Pork & Quinoa Larb
I love larb. Yes, it packs a punch, but the lime, coriander and mint really balance the spiciness so beautifully. I always make it with a mix of meat and quinoa, just to extend the nutrition and add in some plant-based protein.
- 2 large carrots, julienned or grated
- 50g snow pea sprouts
- 60mL rice-wine vinegar
- 1 tbsp honey or rice-malt syrup
- ¼ tsp sea salt
- 170g quinoa
- 500g pork mince
- 4 cloves garlic, crushed
- 5cm fresh ginger, grated
- 1 bunch spring onions, white part sliced, green tops reserved for garnish
- ½ cup dry-roasted peanuts
- 2–3 hot chillies, finely diced
- 3 tbsp fish sauce
- 1 tbsp coconut sugar or rapadura sugar
- 60mL chicken broth, stock or water
- 1 lime, juiced & zested
- 1 bunch coriander, finely chopped, reserving leafy tops for garnish, ½ bunch fresh mint, finely chopped
- 1 tbsp black sesame seeds
- To make salad, toss carrot and sprouts in bowl.
- Mix rice wine vinegar, sweetener and salt in small bowl and mix to combine. Toss through carrot and sprouts to coat.
- Meanwhile, rinse quinoa well in fine sieve for at least 1 min to remove bitter saponins.
- Place in saucepan with 2 cups water. Bring to boil over medium–high heat, then lower heat to gentle simmer. Cook uncovered until quinoa has absorbed all the water, 10–12 mins.
- Remove pan from heat, and leave covered for 5 mins, to allow quinoa time to open. After 5 mins, remove lid and fluff quinoa with fork.
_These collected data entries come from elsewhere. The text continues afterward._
impl ClientCore {
    fn emit(&self, signature: QuerySignature, transition: Transition) {
        let _ = self.events.send(QueryEvent {
            signature,
            transition,
        });
    }

    fn join_locked(
        &self,
        state: &mut CoreState,
        signature: QuerySignature,
    ) -> Option<QueryHandle> {
        let pending = state.pending.get_mut(&signature)?;
        pending.followers += 1;
        let receiver = pending.settle_tx.subscribe();
        debug!(%signature, followers = pending.followers, "joined in-flight request");
        self.emit(signature, Transition::Joined);
        Some(QueryHandle {
            signature,
            receiver,
            follower: true,
        })
    }

    /// Cancel the pending call so a fresh dispatch can replace it.
    ///
    /// The old call's followers observe a cancelled settlement; its record
    /// is overwritten by the replacement immediately after, so it never
    /// settles on its own.
    fn supersede_locked(&self, state: &mut CoreState, signature: QuerySignature) {
        let Some(pending) = state.pending.remove(&signature) else {
            return;
        };
        let pending = self.abort_pending(state, pending, CancelReason::Superseded);
        let _ = pending.settle_tx.send(Some(Settlement {
            signature,
            outcome: Outcome::Cancelled(CancelReason::Superseded),
        }));
        debug!(%signature, "superseded in-flight request");
        self.emit(signature, Transition::Superseded);
    }

    /// Fire the abort signal and roll back the optimistic snapshot.
    fn abort_pending(
        &self,
        state: &mut CoreState,
        mut pending: PendingRequest,
        reason: CancelReason,
    ) -> PendingRequest {
        if let Some(abort) = pending.abort.take() {
            let _ = abort.send(reason);
        }
        if let Some(snapshot) = pending.snapshot.take() {
            snapshot.rollback(&mut state.entities);
        }
        pending
    }

    fn spawn_call(
        self: Arc<Self>,
        signature: QuerySignature,
        epoch: u64,
        request: HttpRequest,
        timeout: Option<Duration>,
        abort_rx: oneshot::Receiver<CancelReason>,
    ) {
        tokio::spawn(async move {
            let transport = self.transport.clone();
            let call = async {
                match timeout {
                    Some(limit) => {
                        match tokio::time::timeout(limit, transport.send(request)).await {
                            Ok(outcome) => outcome,
                            Err(_) => Err(anyhow::anyhow!("request timed out after {:?}", limit)),
                        }
                    }
                    None => transport.send(request).await,
                }
            };
            tokio::select! {
                biased;
                // The state transition already happened when the abort
                // fired; only the transport future is left to drop.
                _ = abort_rx => {}
                outcome = call => self.complete(signature, epoch, outcome),
            }
        });
    }

    /// Apply the outcome of an issued call.
    ///
    /// The epoch ties the outcome to the exact call that produced it: if
    /// the signature was cancelled or superseded in the meantime, the entry
    /// is gone or carries a newer epoch and the outcome is discarded without
    /// touching the entity store.
    fn complete(
        &self,
        signature: QuerySignature,
        epoch: u64,
        outcome: Result<HttpResponse, anyhow::Error>,
    ) {
        let mut state = self.state.lock();
        let pending = match state.pending.entry(signature) {
            Entry::Occupied(entry) if entry.get().epoch == epoch => entry.remove(),
            _ => {
                trace!(%signature, epoch, "discarding outcome of replaced or cancelled call");
                return;
            }
        };
        match outcome {
            Ok(response) if response.is_success() => {
                self.resolve_success(&mut state, signature, pending, response);
            }
            Ok(response) => {
                let error = QueryError::Http {
                    status: response.status,
                    body: response.body,
                };
                self.resolve_failure(&mut state, signature, pending, error);
            }
            Err(err) => {
                self.resolve_failure(&mut state, signature, pending, QueryError::transport(err));
            }
        }
    }

    fn resolve_success(
        &self,
        state: &mut CoreState,
        signature: QuerySignature,
        pending: PendingRequest,
        response: HttpResponse,
    ) {
        let partials = match pending.descriptor.transform() {
            Some(transform) => transform(&response.body),
            None => match &response.body {
                Value::Object(map) => map.clone(),
                _ => Map::new(),
            },
        };
        // Every registered key merges exactly once, in completion order
        // relative to other resolutions touching the same keys.
        for (key, merge) in pending.descriptor.update() {
            let next = partials.get(key.as_str());
            state.entities.write_with(key, |current| merge(current, next));
            trace!(%signature, key, "merged entity");
        }
        if let Some(snapshot) = pending.snapshot {
            snapshot.commit();
        }
        let http_status = response.status;
        self.settle_locked(
            state,
            signature,
            Outcome::Success { http_status },
            &pending.settle_tx,
        );
        debug!(%signature, http_status, "request succeeded");
        self.emit(signature, Transition::Succeeded { http_status });
    }

    fn resolve_failure(
        &self,
        state: &mut CoreState,
        signature: QuerySignature,
        pending: PendingRequest,
        error: QueryError,
    ) {
        if let Some(snapshot) = pending.snapshot {
            snapshot.rollback(&mut state.entities);
        }
        self.settle_locked(
            state,
            signature,
            Outcome::Failure(error.clone()),
            &pending.settle_tx,
        );
        debug!(%signature, %error, "request failed");
        self.emit(signature, Transition::Failed { error });
    }

    /// Settle the record for a signature and notify every handle.
    fn settle_locked(
        &self,
        state: &mut CoreState,
        signature: QuerySignature,
        outcome: Outcome,
        settle_tx: &watch::Sender<Option<Settlement>>,
    ) {
        state.settle_seq += 1;
        let seq = state.settle_seq;
        let settlement = Settlement { signature, outcome };
        if let Some(record) = state.records.get_mut(&signature) {
            record.status = settlement.status();
            record.finished_at = Some(Instant::now());
            record.http_status = settlement.http_status();
            record.error = settlement.error().cloned();
            record.settle_seq = seq;
        }
        state.settled_order.push_back((signature, seq));
        self.evict_locked(state);
        let _ = settle_tx.send(Some(settlement));
    }

    /// Evict oldest-settled records past the retention bound.
    ///
    /// Entries whose signature settled again since being queued are stale
    /// and are skipped; a pending record is never evicted.
    fn evict_locked(&self, state: &mut CoreState) {
        while state.settled_order.len() > self.retain_settled {
            let Some((signature, seq)) = state.settled_order.pop_front() else {
                break;
            };
            let evict = state.records.get(&signature).is_some_and(|record| {
                record.settle_seq == seq && record.status.is_settled()
            });
            if evict {
                state.records.remove(&signature);
                debug!(%signature, "evicted settled record");
            }
        }
    }
}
- While quinoa is simmering, place pork mince, garlic, ginger, spring onions, peanuts, chilli, 2 tbsp fish sauce, sugar and broth into wok over medium–high heat and stir-fry for about 10 mins or until the pork is just cooked.
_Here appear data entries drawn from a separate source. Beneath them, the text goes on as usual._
//! The pluggable network boundary.

use async_trait::async_trait;
use serde::{Deserialize, Serialize};
use serde_json::Value;

use crate::descriptor::Method;

/// An HTTP-like request as handed to the transport.
#[derive(Debug, Clone, Serialize, Deserialize)]
pub struct HttpRequest {
    /// Request method.
    pub method: Method,
    /// Request URL.
    pub url: String,
    /// Headers, passed through from the descriptor verbatim.
    pub headers: Vec<(String, String)>,
    /// JSON body, if the descriptor carried one.
    pub body: Option<Value>,
}

/// An HTTP-like response as returned by the transport.
#[derive(Debug, Clone, Serialize, Deserialize)]
pub struct HttpResponse {
    /// HTTP status code.
    pub status: u16,
    /// Response body. Use [`Value::Null`] for empty bodies.
    pub body: Value,
}

impl HttpResponse {
    /// Returns `true` for statuses in the 2xx range.
    pub fn is_success(&self) -> bool {
        (200..300).contains(&self.status)
    }
}

/// Issues network calls on behalf of the client.
///
/// Orchestration stays in the client, which calls `send` exactly once per
/// issued request. Implementations only move bytes: an error return means
/// the transport failed before producing an HTTP status, and non-2xx
/// statuses are returned as responses, not errors.
/// Cancellation is cooperative: the client stops awaiting the returned
/// future and discards a response that arrives after the abort.
///
/// # Example
///
/// ```ignore
/// use async_trait::async_trait;
/// use query_wire::{HttpRequest, HttpResponse, Transport};
///
/// struct HyperTransport { /* connection pool */ }
///
/// #[async_trait]
/// impl Transport for HyperTransport {
///     async fn send(&self, request: HttpRequest) -> Result<HttpResponse, anyhow::Error> {
///         // Drive the request through the pool and map the response.
///         # unimplemented!()
///     }
/// }
/// ```
#[async_trait]
pub trait Transport: Send + Sync {
    /// Send one request and resolve with its response or a transport error.
    async fn send(&self, request: HttpRequest) -> Result<HttpResponse, anyhow::Error>;
}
- Once quinoa is cooked, add to wok with remaining 1 tbsp fish sauce, lime juice and zest, mint leaves and finely chopped coriander. Stir for 1–2 mins, then remove from heat.
- Serve larb with salad and garnish with green part of spring onion, coriander leaves and black sesame seeds.
- Tip: Leftovers are fabulous the next day in ricepaper rolls.